▶ **Records shown**:

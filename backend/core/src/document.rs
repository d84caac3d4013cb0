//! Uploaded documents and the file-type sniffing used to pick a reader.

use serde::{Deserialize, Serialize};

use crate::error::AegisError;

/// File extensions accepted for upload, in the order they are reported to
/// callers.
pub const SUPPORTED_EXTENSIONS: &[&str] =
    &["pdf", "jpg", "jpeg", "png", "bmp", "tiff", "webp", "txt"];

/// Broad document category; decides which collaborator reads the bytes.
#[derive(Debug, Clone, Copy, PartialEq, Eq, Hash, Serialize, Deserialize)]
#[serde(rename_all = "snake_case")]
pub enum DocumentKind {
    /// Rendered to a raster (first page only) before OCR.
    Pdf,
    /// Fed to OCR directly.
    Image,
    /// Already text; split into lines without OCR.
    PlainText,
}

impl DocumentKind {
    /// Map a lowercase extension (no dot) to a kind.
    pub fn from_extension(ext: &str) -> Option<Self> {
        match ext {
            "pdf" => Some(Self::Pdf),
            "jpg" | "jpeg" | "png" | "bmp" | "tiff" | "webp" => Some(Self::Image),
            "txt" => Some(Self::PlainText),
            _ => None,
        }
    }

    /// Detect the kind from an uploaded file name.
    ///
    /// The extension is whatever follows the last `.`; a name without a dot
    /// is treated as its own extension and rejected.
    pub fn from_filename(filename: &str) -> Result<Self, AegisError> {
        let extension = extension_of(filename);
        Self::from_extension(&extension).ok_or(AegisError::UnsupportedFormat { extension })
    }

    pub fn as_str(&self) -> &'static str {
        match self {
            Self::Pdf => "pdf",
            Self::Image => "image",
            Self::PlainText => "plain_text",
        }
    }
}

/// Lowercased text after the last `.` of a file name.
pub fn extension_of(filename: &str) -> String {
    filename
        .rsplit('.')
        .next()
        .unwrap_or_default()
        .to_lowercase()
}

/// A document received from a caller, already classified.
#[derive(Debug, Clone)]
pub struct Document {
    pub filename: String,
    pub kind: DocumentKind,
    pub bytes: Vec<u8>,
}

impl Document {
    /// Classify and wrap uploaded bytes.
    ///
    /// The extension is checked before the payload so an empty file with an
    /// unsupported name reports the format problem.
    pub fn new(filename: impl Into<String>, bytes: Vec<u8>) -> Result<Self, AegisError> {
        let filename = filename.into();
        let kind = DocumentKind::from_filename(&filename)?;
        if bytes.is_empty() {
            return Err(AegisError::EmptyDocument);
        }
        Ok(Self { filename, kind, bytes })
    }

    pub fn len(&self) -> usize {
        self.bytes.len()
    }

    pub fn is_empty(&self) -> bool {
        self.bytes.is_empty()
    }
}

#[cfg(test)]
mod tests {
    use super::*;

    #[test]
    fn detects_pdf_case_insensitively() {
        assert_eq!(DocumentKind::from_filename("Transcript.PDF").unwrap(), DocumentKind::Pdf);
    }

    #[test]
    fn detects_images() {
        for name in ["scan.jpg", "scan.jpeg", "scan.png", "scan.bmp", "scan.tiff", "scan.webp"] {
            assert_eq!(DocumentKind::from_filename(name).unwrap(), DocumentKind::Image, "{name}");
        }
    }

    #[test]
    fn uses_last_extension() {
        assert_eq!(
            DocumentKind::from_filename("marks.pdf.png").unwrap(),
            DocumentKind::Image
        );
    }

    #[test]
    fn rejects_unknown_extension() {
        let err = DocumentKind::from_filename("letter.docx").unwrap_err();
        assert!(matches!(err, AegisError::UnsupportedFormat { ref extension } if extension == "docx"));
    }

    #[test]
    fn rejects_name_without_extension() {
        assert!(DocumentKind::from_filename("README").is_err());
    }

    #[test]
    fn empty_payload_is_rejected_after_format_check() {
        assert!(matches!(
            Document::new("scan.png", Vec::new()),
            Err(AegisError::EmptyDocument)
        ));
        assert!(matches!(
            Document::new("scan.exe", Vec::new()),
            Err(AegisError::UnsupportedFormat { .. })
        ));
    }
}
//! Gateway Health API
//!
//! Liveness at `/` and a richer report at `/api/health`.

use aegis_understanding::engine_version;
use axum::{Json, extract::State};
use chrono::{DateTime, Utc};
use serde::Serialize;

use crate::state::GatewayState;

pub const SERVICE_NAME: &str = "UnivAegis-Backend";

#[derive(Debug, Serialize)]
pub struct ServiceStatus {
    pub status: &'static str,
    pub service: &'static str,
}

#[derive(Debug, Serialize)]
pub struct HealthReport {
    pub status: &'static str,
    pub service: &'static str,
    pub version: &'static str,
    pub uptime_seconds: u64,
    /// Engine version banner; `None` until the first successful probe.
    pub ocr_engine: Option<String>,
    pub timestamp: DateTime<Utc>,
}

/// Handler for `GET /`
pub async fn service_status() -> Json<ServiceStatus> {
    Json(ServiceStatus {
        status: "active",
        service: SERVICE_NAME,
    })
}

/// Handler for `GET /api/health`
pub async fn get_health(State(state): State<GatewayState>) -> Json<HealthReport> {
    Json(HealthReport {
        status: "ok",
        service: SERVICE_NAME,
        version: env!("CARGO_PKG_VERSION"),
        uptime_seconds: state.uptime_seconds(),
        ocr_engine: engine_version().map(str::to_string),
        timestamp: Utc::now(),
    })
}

▶ **How to complete this task**: A faithful copy of all the material is the required answer.

▶ **Answer section**:
filename backend/core/src/document.rs
repository d84caac3d4013cb0
//! Uploaded documents and the file-type sniffing used to pick a reader.

use serde::{Deserialize, Serialize};

use crate::error::AegisError;

/// File extensions accepted for upload, in the order they are reported to
/// callers.
pub const SUPPORTED_EXTENSIONS: &[&str] =
    &["pdf", "jpg", "jpeg", "png", "bmp", "tiff", "webp", "txt"];

/// Broad document category; decides which collaborator reads the bytes.
#[derive(Debug, Clone, Copy, PartialEq, Eq, Hash, Serialize, Deserialize)]
#[serde(rename_all = "snake_case")]
pub enum DocumentKind {
    /// Rendered to a raster (first page only) before OCR.
    Pdf,
    /// Fed to OCR directly.
    Image,
    /// Already text; split into lines without OCR.
    PlainText,
}

impl DocumentKind {
    /// Map a lowercase extension (no dot) to a kind.
    pub fn from_extension(ext: &str) -> Option<Self> {
        match ext {
            "pdf" => Some(Self::Pdf),
            "jpg" | "jpeg" | "png" | "bmp" | "tiff" | "webp" => Some(Self::Image),
            "txt" => Some(Self::PlainText),
            _ => None,
        }
    }

    /// Detect the kind from an uploaded file name.
    ///
    /// The extension is whatever follows the last `.`; a name without a dot
    /// is treated as its own extension and rejected.
    pub fn from_filename(filename: &str) -> Result<Self, AegisError> {
        let extension = extension_of(filename);
        Self::from_extension(&extension).ok_or(AegisError::UnsupportedFormat { extension })
    }

    pub fn as_str(&self) -> &'static str {
        match self {
            Self::Pdf => "pdf",
            Self::Image => "image",
            Self::PlainText => "plain_text",
        }
    }
}

/// Lowercased text after the last `.` of a file name.
pub fn extension_of(filename: &str) -> String {
    filename
        .rsplit('.')
        .next()
        .unwrap_or_default()
        .to_lowercase()
}

/// A document received from a caller, already classified.
#[derive(Debug, Clone)]
pub struct Document {
    pub filename: String,
    pub kind: DocumentKind,
    pub bytes: Vec<u8>,
}

impl Document {
    /// Classify and wrap uploaded bytes.
    ///
    /// The extension is checked before the payload so an empty file with an
    /// unsupported name reports the format problem.
    pub fn new(filename: impl Into<String>, bytes: Vec<u8>) -> Result<Self, AegisError> {
        let filename = filename.into();
        let kind = DocumentKind::from_filename(&filename)?;
        if bytes.is_empty() {
            return Err(AegisError::EmptyDocument);
        }
        Ok(Self { filename, kind, bytes })
    }

    pub fn len(&self) -> usize {
        self.bytes.len()
    }

    pub fn is_empty(&self) -> bool {
        self.bytes.is_empty()
    }
}

#[cfg(test)]
mod tests {
    use super::*;

    #[test]
    fn detects_pdf_case_insensitively() {
        assert_eq!(DocumentKind::from_filename("Transcript.PDF").unwrap(), DocumentKind::Pdf);
    }

    #[test]
    fn detects_images() {
        for name in ["scan.jpg", "scan.jpeg", "scan.png", "scan.bmp", "scan.tiff", "scan.webp"] {
            assert_eq!(DocumentKind::from_filename(name).unwrap(), DocumentKind::Image, "{name}");
        }
    }

    #[test]
    fn uses_last_extension() {
        assert_eq!(
            DocumentKind::from_filename("marks.pdf.png").unwrap(),
            DocumentKind::Image
        );
    }

    #[test]
    fn rejects_unknown_extension() {
        let err = DocumentKind::from_filename("letter.docx").unwrap_err();
        assert!(matches!(err, AegisError::UnsupportedFormat { ref extension } if extension == "docx"));
    }

    #[test]
    fn rejects_name_without_extension() {
        assert!(DocumentKind::from_filename("README").is_err());
    }

    #[test]
    fn empty_payload_is_rejected_after_format_check() {
        assert!(matches!(
            Document::new("scan.png", Vec::new()),
            Err(AegisError::EmptyDocument)
        ));
        assert!(matches!(
            Document::new("scan.exe", Vec::new()),
            Err(AegisError::UnsupportedFormat { .. })
        ));
    }
}
//! Gateway Health API
//!
//! Liveness at `/` and a richer report at `/api/health`.

use aegis_understanding::engine_version;
use axum::{Json, extract::State};
use chrono::{DateTime, Utc};
use serde::Serialize;

use crate::state::GatewayState;

pub const SERVICE_NAME: &str = "UnivAegis-Backend";

#[derive(Debug, Serialize)]
pub struct ServiceStatus {
    pub status: &'static str,
    pub service: &'static str,
}

#[derive(Debug, Serialize)]
pub struct HealthReport {
    pub status: &'static str,
    pub service: &'static str,
    pub version: &'static str,
    pub uptime_seconds: u64,
    /// Engine version banner; `None` until the first successful probe.
    pub ocr_engine: Option<String>,
    pub timestamp: DateTime<Utc>,
}

/// Handler for `GET /`
pub async fn service_status() -> Json<ServiceStatus> {
    Json(ServiceStatus {
        status: "active",
        service: SERVICE_NAME,
    })
}

/// Handler for `GET /api/health`
pub async fn get_health(State(state): State<GatewayState>) -> Json<HealthReport> {
    Json(HealthReport {
        status: "ok",
        service: SERVICE_NAME,
        version: env!("CARGO_PKG_VERSION"),
        uptime_seconds: state.uptime_seconds(),
        ocr_engine: engine_version().map(str::to_string),
        timestamp: Utc::now(),
    })
}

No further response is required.